Citation : 2022 Latest Caselaw 7799 AP
Judgement Date : 13 October, 2022

Andhra Pradesh High Court - Amravati
Y. Renuka, Chittoor Dist vs L. Sreenivasa Rao, Hyd Ano on 13 October, 2022
BVLNC, J                                              MACMA No.47 of 2016
Page 1 of 15                                          dt.13.10.2022




       HON'BLE SRI JUSTICE B.V.L.N.CHAKRAVARTHI

                     M.A.C.M.A.No.47 OF 2016

JUDGMENT:

This appeal is preferred by the claimant, challenging the

award dated 29.02.2012 passed in M.V.O.P.No.109 of 2010, on the file

of Motor Accidents Claims Tribunal-cum-II Addl. District Judge,

Madanapalle, wherein the Tribunal while partly allowing the petition,

awarded compensation of Rs.2,49,500/- with interest @ 9% p.a., from

the date of petition, till the date of realisation to the minor petitioner,

for the injuries sustained by her in the motor vehicle accident.

2. For the sake of convenience, the parties are arrayed as referred

to in the lower Court.

3. As seen from the record, originally the petitioner filed an

application U/s 166 of Motor Vehicles Act, 1988 (for brevity "the Act")
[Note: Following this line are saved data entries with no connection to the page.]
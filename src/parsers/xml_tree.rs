//! Schema-agnostic XML loader.
//!
//! Turns raw markup into a generic attributed tree ([`XmlValue`]) and offers
//! path and tag lookups over it. Knows nothing about processes or schemas.
//!
//! Tree shape:
//! - attributes are stored under `@_<name>` keys
//! - text of an element that also has attributes or children lives under `#text`
//! - an element with neither attributes nor children collapses to [`XmlValue::Text`]
//! - a tag seen more than once under a parent, or declared repeatable, becomes [`XmlValue::List`]

use indexmap::IndexMap;
use quick_xml::events::{BytesStart, Event};
use quick_xml::Reader;
use regex::Regex;
use serde::{Deserialize, Serialize};
use std::sync::OnceLock;
use thiserror::Error;

/// Key prefix reserved for attributes.
pub const ATTRIBUTE_PREFIX: &str = "@_";

/// Key holding the text of a mixed element.
pub const TEXT_KEY: &str = "#text";

/// Tags that always load as lists, even with a single occurrence.
const REPEATABLE_TAGS: &[&str] = &["activity", "transition", "variable", "mapping", "element", "type"];

/// Errors raised while loading markup into a tree.
#[derive(Debug, Error, Clone, PartialEq, Eq)]
pub enum TreeError {
    #[error("Failed to parse XML at byte {position}: {message}")]
    Malformed { position: usize, message: String },

    #[error("Failed to parse XML: element <{tag}> is never closed")]
    Unclosed { tag: String },

    #[error("Failed to parse XML: document has no root element")]
    Empty,
}

/// Strip a `prefix:` from a tag name.
///
/// This is the only place tag names are normalised; every namespace-insensitive
/// comparison goes through it.
pub fn local_name(name: &str) -> &str {
    match name.split_once(':') {
        Some((_, local)) => local,
        None => name,
    }
}

fn is_attribute_key(key: &str) -> bool {
    key.starts_with(ATTRIBUTE_PREFIX)
}

fn is_repeatable(tag: &str) -> bool {
    let local = local_name(tag);
    REPEATABLE_TAGS.iter().any(|t| t.eq_ignore_ascii_case(local))
}

/// One value in the generic tree.
#[derive(Debug, Clone, PartialEq, Serialize, Deserialize)]
#[serde(untagged)]
pub enum XmlValue {
    Text(String),
    Node(XmlNode),
    List(Vec<XmlValue>),
}

/// Ordered mapping from key (tag, `@_attribute` or `#text`) to value.
#[derive(Debug, Clone, Default, PartialEq, Serialize, Deserialize)]
#[serde(transparent)]
pub struct XmlNode {
    entries: IndexMap<String, XmlValue>,
}

impl XmlNode {
    pub fn new() -> Self {
        Self::default()
    }

    pub fn get(&self, key: &str) -> Option<&XmlValue> {
        self.entries.get(key)
    }

    pub fn len(&self) -> usize {
        self.entries.len()
    }

    pub fn is_empty(&self) -> bool {
        self.entries.is_empty()
    }

    /// All entries in document order.
    pub fn entries(&self) -> impl Iterator<Item = (&str, &XmlValue)> {
        self.entries.iter().map(|(k, v)| (k.as_str(), v))
    }

    /// Attributes with the reserved prefix removed.
    pub fn attributes(&self) -> impl Iterator<Item = (&str, &XmlValue)> {
        self.entries()
            .filter_map(|(k, v)| k.strip_prefix(ATTRIBUTE_PREFIX).map(|name| (name, v)))
    }

    /// Child elements (no attributes, no text entry).
    pub fn children(&self) -> impl Iterator<Item = (&str, &XmlValue)> {
        self.entries()
            .filter(|(k, _)| !is_attribute_key(k) && *k != TEXT_KEY)
    }

    /// Insert a raw entry, replacing any previous value under the same key.
    pub fn insert(&mut self, key: impl Into<String>, value: XmlValue) {
        self.entries.insert(key.into(), value);
    }

    /// Insert a child element, folding repeated tags into a list.
    pub fn insert_child(&mut self, tag: String, value: XmlValue) {
        let repeatable = is_repeatable(&tag);
        match self.entries.get_mut(&tag) {
            Some(XmlValue::List(items)) => items.push(value),
            Some(existing) => {
                let first = std::mem::replace(existing, XmlValue::List(Vec::new()));
                *existing = XmlValue::List(vec![first, value]);
            }
            None if repeatable => {
                self.entries.insert(tag, XmlValue::List(vec![value]));
            }
            None => {
                self.entries.insert(tag, value);
            }
        }
    }
}

impl XmlValue {
    pub fn as_node(&self) -> Option<&XmlNode> {
        match self {
            XmlValue::Node(node) => Some(node),
            _ => None,
        }
    }

    /// Text content: the scalar itself, the `#text` entry of a mixed node,
    /// or the text of the first item of a list.
    pub fn as_text(&self) -> Option<&str> {
        match self {
            XmlValue::Text(text) => Some(text),
            XmlValue::Node(node) => node.get(TEXT_KEY).and_then(XmlValue::as_text),
            XmlValue::List(items) => items.first().and_then(XmlValue::as_text),
        }
    }

    /// The value itself, or the items of a list.
    pub fn items(&self) -> &[XmlValue] {
        match self {
            XmlValue::List(items) => items,
            other => std::slice::from_ref(other),
        }
    }

    /// Attribute value by unprefixed name.
    pub fn attribute(&self, name: &str) -> Option<&str> {
        let node = self.as_node()?;
        node.get(&format!("{}{}", ATTRIBUTE_PREFIX, name))
            .and_then(XmlValue::as_text)
    }

    /// First direct child whose tag matches `tag`, namespace-insensitively.
    pub fn child(&self, tag: &str) -> Option<&XmlValue> {
        self.as_node()?
            .children()
            .find(|(key, _)| *key == tag || local_name(key) == tag)
            .map(|(_, value)| value)
    }

    /// Attribute-then-child lookup of a non-empty text value.
    pub fn field(&self, name: &str) -> Option<&str> {
        self.attribute(name)
            .filter(|s| !s.is_empty())
            .or_else(|| {
                self.child(name)
                    .and_then(XmlValue::as_text)
                    .filter(|s| !s.is_empty())
            })
    }

    /// Follow a dotted path of exact keys (`a.b.c`).
    pub fn value_at(&self, path: &str) -> Option<&XmlValue> {
        path.split('.').try_fold(self, |current, part| current.as_node()?.get(part))
    }

    /// Recursive, namespace-insensitive search for `tag`.
    ///
    /// Yields matches depth-first in document order. Repeated tags are
    /// flattened and a matched subtree is not searched any further.
    pub fn nodes_named<'a>(&'a self, tag: &'a str) -> NodesNamed<'a> {
        NodesNamed {
            tag,
            stack: vec![Frame::Search(self)],
        }
    }
}

enum Frame<'a> {
    Emit(&'a XmlValue),
    Search(&'a XmlValue),
}

/// Iterator returned by [`XmlValue::nodes_named`].
pub struct NodesNamed<'a> {
    tag: &'a str,
    stack: Vec<Frame<'a>>,
}

impl<'a> Iterator for NodesNamed<'a> {
    type Item = &'a XmlValue;

    fn next(&mut self) -> Option<Self::Item> {
        while let Some(frame) = self.stack.pop() {
            match frame {
                Frame::Emit(XmlValue::List(items)) => {
                    self.stack.extend(items.iter().rev().map(Frame::Emit));
                }
                Frame::Emit(value) => return Some(value),
                Frame::Search(XmlValue::List(items)) => {
                    self.stack.extend(items.iter().rev().map(Frame::Search));
                }
                Frame::Search(XmlValue::Node(node)) => {
                    for (key, value) in node.children().collect::<Vec<_>>().into_iter().rev() {
                        if key == self.tag || local_name(key) == self.tag {
                            self.stack.push(Frame::Emit(value));
                        } else {
                            self.stack.push(Frame::Search(value));
                        }
                    }
                }
                Frame::Search(XmlValue::Text(_)) => {}
            }
        }
        None
    }
}

/// A loaded document. The document node holds the root element under its tag.
#[derive(Debug, Clone, PartialEq)]
pub struct XmlTree {
    document: XmlValue,
}

impl XmlTree {
    /// Parse markup into a tree.
    pub fn parse(text: &str) -> Result<Self, TreeError> {
        let mut reader = Reader::from_str(text);
        reader.trim_text(true);

        let mut stack: Vec<PendingElement> = vec![PendingElement::document()];

        loop {
            let position = reader.buffer_position();
            let event = reader.read_event().map_err(|e| TreeError::Malformed {
                position,
                message: e.to_string(),
            })?;

            match event {
                Event::Start(start) => {
                    stack.push(PendingElement::open(&start, position)?);
                }
                Event::Empty(start) => {
                    let (tag, value) = PendingElement::open(&start, position)?.close();
                    current(&mut stack).node.insert_child(tag, value);
                }
                Event::End(_) => {
                    if stack.len() < 2 {
                        return Err(TreeError::Malformed {
                            position,
                            message: "closing tag without a matching opening tag".to_string(),
                        });
                    }
                    if let Some(element) = stack.pop() {
                        let (tag, value) = element.close();
                        current(&mut stack).node.insert_child(tag, value);
                    }
                }
                Event::Text(text) => {
                    let unescaped = text.unescape().map_err(|e| TreeError::Malformed {
                        position,
                        message: e.to_string(),
                    })?;
                    current(&mut stack).text.push_str(&unescaped);
                }
                Event::CData(data) => {
                    let raw = data.into_inner();
                    current(&mut stack).text.push_str(&String::from_utf8_lossy(&raw));
                }
                Event::Eof => break,
                // declarations, comments, processing instructions, doctype
                _ => {}
            }
        }

        if stack.len() > 1 {
            let tag = stack.pop().map(|e| e.tag).unwrap_or_default();
            return Err(TreeError::Unclosed { tag });
        }

        let document = stack.pop().map(|e| e.node).unwrap_or_default();
        if document.children().next().is_none() {
            return Err(TreeError::Empty);
        }

        Ok(Self {
            document: XmlValue::Node(document),
        })
    }

    pub fn document(&self) -> &XmlValue {
        &self.document
    }

    pub fn into_document(self) -> XmlValue {
        self.document
    }

    pub fn value_at(&self, path: &str) -> Option<&XmlValue> {
        self.document.value_at(path)
    }

    pub fn nodes_named<'a>(&'a self, tag: &'a str) -> NodesNamed<'a> {
        self.document.nodes_named(tag)
    }
}

fn current(stack: &mut [PendingElement]) -> &mut PendingElement {
    let last = stack.len() - 1;
    &mut stack[last]
}

/// Element being assembled while its children stream in.
struct PendingElement {
    tag: String,
    node: XmlNode,
    text: String,
}

impl PendingElement {
    fn document() -> Self {
        Self {
            tag: String::new(),
            node: XmlNode::new(),
            text: String::new(),
        }
    }

    fn open(start: &BytesStart<'_>, position: usize) -> Result<Self, TreeError> {
        let malformed = |message: String| TreeError::Malformed { position, message };

        let tag = String::from_utf8_lossy(start.name().as_ref()).into_owned();
        let mut node = XmlNode::new();

        for attribute in start.attributes() {
            let attribute = attribute.map_err(|e| malformed(e.to_string()))?;
            let key = String::from_utf8_lossy(attribute.key.as_ref()).into_owned();
            let value = attribute
                .unescape_value()
                .map_err(|e| malformed(e.to_string()))?
                .into_owned();
            node.insert(format!("{}{}", ATTRIBUTE_PREFIX, key), XmlValue::Text(value));
        }

        Ok(Self {
            tag,
            node,
            text: String::new(),
        })
    }

    fn close(self) -> (String, XmlValue) {
        let text = self.text.trim().to_string();
        if self.node.is_empty() {
            return (self.tag, XmlValue::Text(text));
        }

        let mut node = self.node;
        if !text.is_empty() {
            node.insert(TEXT_KEY, XmlValue::Text(text));
        }
        (self.tag, XmlValue::Node(node))
    }
}

/// Result of the heuristic structure check.
#[derive(Debug, Clone, PartialEq, Eq, Serialize)]
pub struct StructureReport {
    pub valid: bool,
    pub errors: Vec<String>,
}

struct TagPatterns {
    ignored: Regex,
    open: Regex,
    close: Regex,
    self_closing: Regex,
    namespace: Regex,
}

fn patterns() -> &'static TagPatterns {
    static PATTERNS: OnceLock<TagPatterns> = OnceLock::new();
    PATTERNS.get_or_init(|| TagPatterns {
        ignored: Regex::new(r"(?s)<!--.*?-->|<!\[CDATA\[.*?\]\]>").expect("valid regex"),
        open: Regex::new(r"<[^/?!][^>]*>").expect("valid regex"),
        close: Regex::new(r"</[^>]*>").expect("valid regex"),
        self_closing: Regex::new(r"<[^>]*/>").expect("valid regex"),
        namespace: Regex::new(r#"xmlns:?([^=]*?)=["']([^"']*?)["']"#).expect("valid regex"),
    })
}

/// Cheap well-formedness heuristic run before any real parsing.
///
/// Checks the first and last characters and that tag counts balance
/// (`open == close + self_closing`). Not a grammar check.
pub fn structural_check(text: &str) -> StructureReport {
    let mut errors = Vec::new();
    let trimmed = text.trim();

    if !trimmed.starts_with('<') {
        errors.push("XML must start with an opening tag".to_string());
    }

    if !trimmed.ends_with('>') {
        errors.push("XML must end with a closing tag".to_string());
    }

    let patterns = patterns();
    let stripped = patterns.ignored.replace_all(trimmed, "");
    let open = patterns.open.find_iter(&stripped).count();
    let close = patterns.close.find_iter(&stripped).count();
    let self_closing = patterns.self_closing.find_iter(&stripped).count();

    if open != close + self_closing {
        errors.push("Unbalanced XML tags detected".to_string());
    }

    StructureReport {
        valid: errors.is_empty(),
        errors,
    }
}

/// Namespace declarations found anywhere in the text, keyed by prefix.
///
/// The unprefixed declaration is stored under `default`; later declarations
/// of the same prefix win.
pub fn namespaces(text: &str) -> IndexMap<String, String> {
    patterns()
        .namespace
        .captures_iter(text)
        .map(|caps| {
            let prefix = caps.get(1).map(|m| m.as_str()).unwrap_or("");
            let prefix = if prefix.is_empty() { "default" } else { prefix };
            (prefix.to_string(), caps[2].to_string())
        })
        .collect()
}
claiming compensation of Rs.4,00,000/- on account of the injuries

sustained by the petitioner in a motor vehicle accident occurred on

08.01.2009 while the petitioner along with her grandmother was going

to her house after school hours, by the offending bus bearing No.KA

20A 4578 belonging to the 1st respondent, which met with an accident

at Kokanti cross on Kadiri - Madanapalle main road, under the BVLNC, J MACMA No.47 of 2016 Page 2 of 15 dt.13.10.2022

jurisdiction of Tanakallu Police Station. The father of the petitioner

spent nearly a sum of Rs.1,00,000/- towards medical treatment.

4. The facts of the case show that on 08.01.2009 at about

04.00 p.m., while the petitioner along with her grandmother was

proceeding to her house after school hours, on the left side of the road,

at that time the offending Bus bearing No.KA 20A 4578, which was

coming from Kadiri, driven by its driver, came in a rash and negligent

manner and hit the petitioner, due to which the petitioner fell down

and sustained injuries to her legs, head and spinal cord. Immediately

after the accident, she was taken to Area Hospital, Madanapalle, and

from there she was shifted to C.M.C. Hospital, Vellore, for better

treatment and she was treated there as inpatient and inspite of best

treatment provided to her, she developed paralysis due to head injury.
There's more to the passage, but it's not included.